▶ Assigned task
Extract, from the records beneath this instruction, each line that contains the word "ScriptHost".
--------------------
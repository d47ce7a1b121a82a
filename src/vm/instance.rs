// Papyrus Active Instance
// One loaded script bound to one owning object, with its parent class chain

use crate::bytecode::{FunctionInfo, LazyScript, PropInfo, Script};
use crate::config::VmConfig;
use crate::error::StorageError;
use crate::vm::caller::ScriptHost;
use crate::vm::interner::IdentifierCache;
use crate::vm::router::{CallSiteKey, CallTarget};
use crate::vm::value::{slot, Slot, Value};
use crate::vm::variables::{VariablesHolder, STATE_VARIABLE};
use rustc_hash::FxHashMap;
use std::cell::RefCell;
use std::fmt;
use std::rc::Rc;
use tracing::{error, trace, warn};

#[derive(Debug, Clone, Copy, PartialEq, Eq)]
pub enum PropAccess {
    Read,
    Write,
}

pub struct ActiveInstance {
    pub(crate) host: Rc<dyn ScriptHost>,
    script: LazyScript,
    /// Owning object, or a string sentinel standing for the call receiver
    pub(crate) owner: Slot,
    parent: Option<Rc<ActiveInstance>>,
    children_name: String,
    pub(crate) variables: Rc<dyn VariablesHolder>,
    pub(crate) identifiers: IdentifierCache,
    pub(crate) call_targets: RefCell<FxHashMap<CallSiteKey, CallTarget>>,
    pub(crate) config: Rc<VmConfig>,
}

impl ActiveInstance {
    /// Load `script` for `owner`, creating the whole parent chain eagerly
    pub fn new(
        host: Rc<dyn ScriptHost>,
        script: LazyScript,
        variables: Rc<dyn VariablesHolder>,
        owner: Value,
        children_name: impl Into<String>,
        config: Rc<VmConfig>,
    ) -> Rc<Self> {
        let mut lineage = Vec::new();
        Self::build(
            host,
            script,
            variables,
            owner,
            children_name.into(),
            config,
            &mut lineage,
        )
    }

    fn build(
        host: Rc<dyn ScriptHost>,
        script: LazyScript,
        variables: Rc<dyn VariablesHolder>,
        owner: Value,
        children_name: String,
        config: Rc<VmConfig>,
        lineage: &mut Vec<String>,
    ) -> Rc<Self> {
        lineage.push(script.source().to_string());

        let parent_name = script.get().parent_class_name().to_string();
        let parent = if parent_name.is_empty() {
            None
        } else if lineage.iter().any(|n| n.eq_ignore_ascii_case(&parent_name)) {
            error!(
                "ActiveInstance::new - inheritance cycle {} -> {}, parent chain cut",
                lineage.join(" -> "),
                parent_name
            );
            None
        } else {
            match host.script_by_name(&parent_name) {
                Some(parent_script) => {
                    // Parents remember the most derived class of the chain
                    let most_derived = if children_name.is_empty() {
                        script.source().to_string()
                    } else {
                        children_name.clone()
                    };
                    Some(Self::build(
                        Rc::clone(&host),
                        parent_script,
                        Rc::clone(&variables),
                        owner.clone(),
                        most_derived,
                        Rc::clone(&config),
                        lineage,
                    ))
                }
                None => {
                    warn!(
                        "ActiveInstance::new - parent script {} of {} not found",
                        parent_name,
                        script.source()
                    );
                    None
                }
            }
        };

        Rc::new(Self {
            host,
            script,
            owner: slot(owner),
            parent,
            children_name,
            variables,
            identifiers: IdentifierCache::new(),
            call_targets: RefCell::new(FxHashMap::default()),
            config,
        })
    }

    pub fn source_name(&self) -> &str {
        self.script.source()
    }

    pub fn script(&self) -> &Rc<Script> {
        self.script.get()
    }

    pub fn lazy_script(&self) -> &LazyScript {
        &self.script
    }

    pub fn owner(&self) -> Value {
        self.owner.borrow().clone()
    }

    pub fn parent(&self) -> Option<&Rc<ActiveInstance>> {
        self.parent.as_ref()
    }

    pub fn children_name(&self) -> &str {
        &self.children_name
    }

    pub fn config(&self) -> &VmConfig {
        &self.config
    }

    pub fn variables(&self) -> &Rc<dyn VariablesHolder> {
        &self.variables
    }

    pub fn is_valid(&self) -> bool {
        self.script().main_object().is_some()
    }

    /// Function `name` declared in `state_name`, searched case-insensitively
    pub fn function_by_name(&self, name: &str, state_name: &str) -> Option<&FunctionInfo> {
        self.script()
            .objects
            .iter()
            .flat_map(|object| object.states.iter())
            .filter(|state| state.name == state_name)
            .flat_map(|state| state.functions.iter())
            .find(|f| f.name.eq_ignore_ascii_case(name))
            .map(|f| &f.function)
    }

    /// Current state as stored in the `::State` variable, empty on failure
    pub fn active_state_name(&self) -> String {
        let state = match self.checked_variable(STATE_VARIABLE, "ActiveInstance::active_state_name")
        {
            Ok(Some(state)) => state,
            Ok(None) => {
                error!(
                    "ActiveInstance::active_state_name - {} variable doesn't exist in {}",
                    STATE_VARIABLE,
                    self.source_name()
                );
                return String::new();
            }
            Err(_) => return String::new(),
        };
        let value = state.borrow();
        value.to_script_string()
    }

    /// Property with a handler function for the requested access
    pub fn property(&self, name: &str, access: PropAccess) -> Option<&PropInfo> {
        if !self.is_valid() {
            return None;
        }
        self.script()
            .objects
            .iter()
            .flat_map(|object| object.properties.iter())
            .filter(|prop| prop.name.eq_ignore_ascii_case(name))
            .find(|prop| match access {
                PropAccess::Read => prop.read_handler().is_some(),
                PropAccess::Write => prop.write_handler().is_some(),
            })
    }

    /// Auto-generated backing variable of a property declared by this class
    pub fn backing_variable(&self, property_name: &str) -> Option<Slot> {
        let prop = self.script().main_object().and_then(|object| {
            object
                .properties
                .iter()
                .find(|prop| prop.name.eq_ignore_ascii_case(property_name))
        });
        let Some(prop) = prop else {
            trace!("property {} not found in {}", property_name, self.source_name());
            return None;
        };

        match self.checked_variable(&prop.auto_var_name, "ActiveInstance::backing_variable") {
            Ok(Some(var)) => Some(var),
            _ => {
                trace!("backing variable {} not found", prop.auto_var_name);
                None
            }
        }
    }

    /// Is `name` this class or one of its ancestors
    pub fn has_parent(&self, name: &str) -> bool {
        if self.source_name().eq_ignore_ascii_case(name) {
            return true;
        }
        match &self.parent {
            Some(parent) if !parent.source_name().is_empty() => parent.has_parent(name),
            _ => false,
        }
    }

    /// Is `name` this class or the most derived class of its chain
    pub fn has_child(&self, name: &str) -> bool {
        self.source_name().eq_ignore_ascii_case(name)
            || (!self.children_name.is_empty() && self.children_name.eq_ignore_ascii_case(name))
    }

    /// Variable lookup with the storage fault policy applied.
    ///
    /// A recoverable fault is logged and returned as `Err`; a corrupted
    /// storage cannot be recovered from and brings the process down.
    pub(crate) fn checked_variable(
        &self,
        name: &str,
        context: &str,
    ) -> Result<Option<Slot>, StorageError> {
        match self.variables.variable(name, self.script()) {
            Ok(var) => Ok(var),
            Err(StorageError::Lookup(reason)) => {
                error!(
                    "{} - variable({}) errored with '{}'",
                    context, name, reason
                );
                Err(StorageError::Lookup(reason))
            }
            Err(StorageError::Internal(reason)) => {
                error!(
                    critical = true,
                    "{} - variable({}) errored with unrecoverable error '{}'",
                    context,
                    name,
                    reason
                );
                panic!("{}: variable storage is corrupted: {}", context, reason);
            }
        }
    }
}

impl fmt::Debug for ActiveInstance {
    fn fmt(&self, f: &mut fmt::Formatter<'_>) -> fmt::Result {
        f.debug_struct("ActiveInstance")
            .field("source", &self.source_name())
            .field("owner", &self.owner.borrow())
            .field("parent", &self.parent.as_ref().map(|p| p.source_name().to_string()))
            .field("children_name", &self.children_name)
            .finish()
    }
}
--------------------
▶ Solution to the exercise
use crate::vm::caller::ScriptHost;
    pub(crate) host: Rc<dyn ScriptHost>,
        host: Rc<dyn ScriptHost>,
        host: Rc<dyn ScriptHost>,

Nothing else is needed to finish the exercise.